All triangulated lightning flashed represent an estimate of the
global lightning activity. Since the horizontal magnetic field variations can
easily be monitored continuously, it is possible to determine the temporal
evolution of particularly interesting thunderstorms, for example in Central
Africa, North America, and Australia. The thunderstorms in North America and
Australia exhibit a sharp rise of the flash rate and a decay within one day,
while the high flash rate in Africa persists for 3-4 days and may be associated
with a mesoscale convective system (Laing and Fritsch, 1997) or many individual
thunderstorm cells.
University of Mississippi (University, MS)
During July and August, 1999, Tom Marshall and Maribeth
Stolzenburg conducted Studies of the Electrical Evolution of Thunderstorms
(SEET) at Langmuir Lab in New Mexico.

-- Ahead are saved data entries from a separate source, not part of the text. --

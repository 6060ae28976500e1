use crate::error::ConfigError;
use crate::settings::Config;

// Declare the modules that make up this crate.
pub mod error;
pub mod settings;

// Re-export the core types to provide a clean public API.
pub use settings::{LedgerSettings, Quotes, Server, Sessions};

/// Loads the application configuration from the `config.toml` file.
///
/// This function is the primary entry point for this crate. It reads the configuration file,
/// deserializes it into our strongly-typed `Config` struct, and returns it.
pub fn load_config() -> Result<Config, ConfigError> {
    let builder = config::Config::builder()
        // Tells the builder to look for a file named `config.toml`
        .add_source(config::File::with_name("config.toml"))
        // Environment variables win over the file, e.g. APP_SERVER__PORT=8080.
        .add_source(config::Environment::with_prefix("APP").separator("__"))
        .build()?;

    let config = builder.try_deserialize::<Config>()?;

    Ok(config)
}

Twenty-nine balloon soundings of electric
field and thermodynamics were acquired in six different storms, with as many as
seven soundings per storm. Terry Hock and colleagues at NCAR/ATD developed a
full-GPS system for the Vaisala dropsondes as part of SEET; this technology
greatly improved balloon tracking within the thunderstorms. Also new for this
study were narrowband transmitters for the electric field meters, provided
through NCAR/ATD, which made it possible to successfully receive data from as
many as four balloons (eight instruments) at one time. During several of the
storms studied the New Mexico Tech Lightning Mapping System of Paul Krehbiel,
Bill Rison, Ron Thomas, and colleagues detected numerous lightning flashes in
the vicinity of one of more balloons. Additional data for these storms were
collected with the Langmuir Lab 3-cm Doppler radar (Steve Hunyady and Graydon
Aulich) and with the multiparameter radar operated by Paul Krehbiel in Socorro.
The ballooning portion of this project was accomplished with the assistance of
Dave Rust (NSSL), Terry Hock, Dean Lauritsen, and Errol Korn (all of NCAR/ATD),
as well as five students from the University of Mississippi and two students
from the University of Oklahoma. Data processing and analysis are now underway.

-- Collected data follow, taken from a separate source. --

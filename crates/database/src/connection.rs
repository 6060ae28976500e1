use crate::error::DbError;
use dotenvy::dotenv;
use sqlx::{PgPool, postgres::PgPoolOptions};
use std::env;
use std::time::Duration;

/// Establishes a connection pool to the PostgreSQL database.
///
/// This function reads the `DATABASE_URL` from the `.env` file, creates a
/// connection pool with robust settings, and returns it. This pool can be
/// shared across the entire application for high-performance database access.
pub async fn connect() -> Result<PgPool, DbError> {
    // The .env file is optional in deployed environments where the variable
    // is set by the process supervisor.
    dotenv().ok();

    let database_url = env::var("DATABASE_URL")
        .map_err(|_e| DbError::ConnectionConfigError("DATABASE_URL must be set.".to_string()))?;

    let pool = PgPoolOptions::new()
        .max_connections(10)
        .acquire_timeout(Duration::from_secs(5))
        .connect(&database_url)
        .await?;

    Ok(pool)
}

/// A utility function to run database migrations automatically.
///
/// This is useful for ensuring the database schema is up-to-date when the application starts,
/// which is especially important in production deployments.
pub async fn run_migrations(pool: &PgPool) -> Result<(), DbError> {
    // Use a relative path from the crate root
    sqlx::migrate!("./migrations").run(pool).await?;
    Ok(())
}
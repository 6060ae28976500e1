pub mod enums;
pub mod error;
pub mod structs;

// Re-export the core types to provide a clean public API.
pub use enums::TradeSide;
pub use error::CoreError;
pub use structs::{Holding, Quote, SessionRecord, TradeRecord, User, round_money, trade_value};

Analysis of data from the 1998 MEaPRS experiment, based in
Oklahoma, is continuing. There are fourteen balloon soundings of electric field
in mesoscale convective systems and convective squall lines as a result of that
project, which was performed in collaboration with Dave Rust and many others at
NSSL. An additional five soundings were made into supercells and convective
storms producing a high percentage of positive cloud-to-ground flashes;
analysis of these data is continuing in collaboration with Don MacGorman, Dave
Rust, and Bill Beasley (NSSL/University of Oklahoma).
INSTITUTO NACIONAL DE PESQUISAS ESPACIAIS (INPE) (Sao José
dos Campos, Brazil)
The Lightning Triggering Experiment in Brazil (LTEB) is an
international collaboration project involving Brazil, France and Canada with
the main goal to study the physics and related technical phenomena associated
with triggering lightning. The project is the first to consider this phenomenon
in the tropical region of the world, where most lightning does occur.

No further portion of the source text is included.